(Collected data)
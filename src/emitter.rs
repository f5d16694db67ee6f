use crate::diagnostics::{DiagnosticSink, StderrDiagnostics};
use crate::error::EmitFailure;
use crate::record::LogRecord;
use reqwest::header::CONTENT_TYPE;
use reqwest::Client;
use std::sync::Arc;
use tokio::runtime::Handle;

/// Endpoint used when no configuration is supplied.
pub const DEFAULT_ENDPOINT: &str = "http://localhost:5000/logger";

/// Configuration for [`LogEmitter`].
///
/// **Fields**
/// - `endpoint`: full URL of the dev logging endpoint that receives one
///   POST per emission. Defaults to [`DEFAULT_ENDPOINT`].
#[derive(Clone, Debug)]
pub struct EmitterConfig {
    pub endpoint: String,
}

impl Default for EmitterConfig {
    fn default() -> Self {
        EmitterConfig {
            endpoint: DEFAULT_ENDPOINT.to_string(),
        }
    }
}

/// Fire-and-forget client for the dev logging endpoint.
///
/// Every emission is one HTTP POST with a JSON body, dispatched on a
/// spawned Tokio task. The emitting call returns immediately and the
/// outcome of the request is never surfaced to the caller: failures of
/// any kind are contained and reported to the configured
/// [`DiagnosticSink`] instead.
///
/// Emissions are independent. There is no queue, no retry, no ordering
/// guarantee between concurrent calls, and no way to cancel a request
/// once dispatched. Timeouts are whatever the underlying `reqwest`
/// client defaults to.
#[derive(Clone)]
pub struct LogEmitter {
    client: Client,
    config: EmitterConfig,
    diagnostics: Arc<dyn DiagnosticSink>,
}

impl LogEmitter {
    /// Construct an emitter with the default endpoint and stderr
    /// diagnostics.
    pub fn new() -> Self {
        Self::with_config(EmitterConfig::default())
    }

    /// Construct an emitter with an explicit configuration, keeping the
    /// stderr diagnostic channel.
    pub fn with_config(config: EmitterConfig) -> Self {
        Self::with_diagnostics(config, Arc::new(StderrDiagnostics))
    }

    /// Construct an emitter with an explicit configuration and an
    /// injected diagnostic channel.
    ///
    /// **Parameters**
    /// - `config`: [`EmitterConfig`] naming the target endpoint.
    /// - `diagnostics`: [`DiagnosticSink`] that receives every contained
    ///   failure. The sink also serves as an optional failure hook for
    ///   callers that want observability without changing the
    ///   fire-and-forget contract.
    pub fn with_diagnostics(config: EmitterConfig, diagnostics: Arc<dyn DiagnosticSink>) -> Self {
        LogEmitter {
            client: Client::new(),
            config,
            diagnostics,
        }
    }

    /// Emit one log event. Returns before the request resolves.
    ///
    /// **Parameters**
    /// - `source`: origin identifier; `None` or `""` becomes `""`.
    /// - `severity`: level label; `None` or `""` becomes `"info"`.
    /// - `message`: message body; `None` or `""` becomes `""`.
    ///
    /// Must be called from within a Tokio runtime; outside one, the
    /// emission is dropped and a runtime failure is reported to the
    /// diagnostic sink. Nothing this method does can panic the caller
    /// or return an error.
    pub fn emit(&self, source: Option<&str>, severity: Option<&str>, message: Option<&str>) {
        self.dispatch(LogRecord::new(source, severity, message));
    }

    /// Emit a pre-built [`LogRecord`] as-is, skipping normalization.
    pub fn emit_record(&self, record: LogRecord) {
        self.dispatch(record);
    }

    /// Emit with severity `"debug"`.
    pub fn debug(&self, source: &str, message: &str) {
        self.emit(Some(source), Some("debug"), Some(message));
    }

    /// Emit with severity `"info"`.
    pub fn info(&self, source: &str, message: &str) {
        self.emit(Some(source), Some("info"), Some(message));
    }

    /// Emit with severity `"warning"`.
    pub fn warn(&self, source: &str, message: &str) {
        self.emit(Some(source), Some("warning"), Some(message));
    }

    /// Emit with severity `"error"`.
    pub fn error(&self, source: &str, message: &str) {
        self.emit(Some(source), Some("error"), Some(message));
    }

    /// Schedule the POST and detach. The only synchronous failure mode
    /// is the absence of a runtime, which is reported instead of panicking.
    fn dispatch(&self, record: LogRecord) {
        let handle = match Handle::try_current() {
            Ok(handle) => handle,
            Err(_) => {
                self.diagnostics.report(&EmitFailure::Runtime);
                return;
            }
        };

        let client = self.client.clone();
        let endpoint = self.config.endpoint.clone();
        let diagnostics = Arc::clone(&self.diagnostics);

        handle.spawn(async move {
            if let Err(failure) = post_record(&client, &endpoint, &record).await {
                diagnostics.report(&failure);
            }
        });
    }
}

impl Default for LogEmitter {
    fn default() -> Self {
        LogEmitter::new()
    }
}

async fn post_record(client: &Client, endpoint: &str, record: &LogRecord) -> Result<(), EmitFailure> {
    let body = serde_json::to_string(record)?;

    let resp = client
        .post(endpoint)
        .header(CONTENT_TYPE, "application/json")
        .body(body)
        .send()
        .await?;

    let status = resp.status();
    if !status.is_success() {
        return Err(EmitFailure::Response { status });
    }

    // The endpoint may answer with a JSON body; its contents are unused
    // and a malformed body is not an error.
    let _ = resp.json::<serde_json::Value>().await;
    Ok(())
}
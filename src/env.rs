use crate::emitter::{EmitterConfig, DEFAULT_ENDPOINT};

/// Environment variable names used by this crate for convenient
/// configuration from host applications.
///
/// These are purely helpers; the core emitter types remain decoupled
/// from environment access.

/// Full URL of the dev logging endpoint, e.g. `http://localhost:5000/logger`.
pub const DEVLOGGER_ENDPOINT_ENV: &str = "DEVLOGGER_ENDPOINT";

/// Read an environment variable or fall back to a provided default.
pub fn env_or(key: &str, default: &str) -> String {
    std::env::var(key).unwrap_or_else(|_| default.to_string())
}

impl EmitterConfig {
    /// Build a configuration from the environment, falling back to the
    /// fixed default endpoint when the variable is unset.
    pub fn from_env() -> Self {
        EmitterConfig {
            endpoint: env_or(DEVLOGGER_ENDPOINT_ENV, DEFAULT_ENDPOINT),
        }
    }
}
==
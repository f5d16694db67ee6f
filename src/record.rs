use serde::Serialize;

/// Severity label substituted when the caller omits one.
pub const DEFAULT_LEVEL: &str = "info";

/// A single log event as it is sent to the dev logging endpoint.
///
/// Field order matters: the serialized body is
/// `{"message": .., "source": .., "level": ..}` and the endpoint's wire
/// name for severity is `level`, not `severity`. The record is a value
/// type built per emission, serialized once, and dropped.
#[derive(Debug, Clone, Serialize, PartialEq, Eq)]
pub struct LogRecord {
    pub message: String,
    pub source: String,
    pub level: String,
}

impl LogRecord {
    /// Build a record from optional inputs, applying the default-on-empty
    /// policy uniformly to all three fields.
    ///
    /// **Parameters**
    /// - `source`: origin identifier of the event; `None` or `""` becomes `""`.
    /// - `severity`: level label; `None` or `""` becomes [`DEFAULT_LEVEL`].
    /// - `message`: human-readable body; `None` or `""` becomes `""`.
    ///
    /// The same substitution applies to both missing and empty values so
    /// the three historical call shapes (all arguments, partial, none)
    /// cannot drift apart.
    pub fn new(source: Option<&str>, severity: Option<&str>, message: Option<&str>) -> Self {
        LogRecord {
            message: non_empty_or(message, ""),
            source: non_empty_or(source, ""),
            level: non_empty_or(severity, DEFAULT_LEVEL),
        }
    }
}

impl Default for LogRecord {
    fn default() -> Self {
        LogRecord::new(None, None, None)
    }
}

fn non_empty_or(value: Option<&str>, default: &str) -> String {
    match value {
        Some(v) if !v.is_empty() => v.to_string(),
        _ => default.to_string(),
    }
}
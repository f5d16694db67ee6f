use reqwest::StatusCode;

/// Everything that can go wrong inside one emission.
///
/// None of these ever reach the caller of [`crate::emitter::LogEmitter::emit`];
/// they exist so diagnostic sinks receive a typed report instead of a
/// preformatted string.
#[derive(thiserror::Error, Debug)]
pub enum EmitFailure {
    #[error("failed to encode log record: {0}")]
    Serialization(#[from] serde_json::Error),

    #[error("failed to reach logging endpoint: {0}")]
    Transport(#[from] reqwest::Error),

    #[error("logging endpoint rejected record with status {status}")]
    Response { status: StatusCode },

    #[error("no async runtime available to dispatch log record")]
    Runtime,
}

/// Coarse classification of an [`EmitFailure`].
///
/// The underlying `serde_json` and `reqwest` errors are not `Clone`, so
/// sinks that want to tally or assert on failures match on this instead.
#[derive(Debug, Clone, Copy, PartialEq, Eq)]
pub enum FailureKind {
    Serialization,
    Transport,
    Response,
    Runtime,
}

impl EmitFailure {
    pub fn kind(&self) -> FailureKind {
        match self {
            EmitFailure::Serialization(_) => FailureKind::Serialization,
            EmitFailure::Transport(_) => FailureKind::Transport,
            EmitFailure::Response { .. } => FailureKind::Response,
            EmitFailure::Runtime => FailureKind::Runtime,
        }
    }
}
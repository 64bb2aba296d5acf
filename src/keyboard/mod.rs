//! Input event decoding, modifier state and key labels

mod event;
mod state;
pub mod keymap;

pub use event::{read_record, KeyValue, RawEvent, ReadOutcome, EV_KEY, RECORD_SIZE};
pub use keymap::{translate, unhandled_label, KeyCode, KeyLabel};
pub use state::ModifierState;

* [WHAT THE TASK ASKS]: Please report, as a bare number, how many lines of the data contain the word "reach".

* [FINISHED TASK]: 2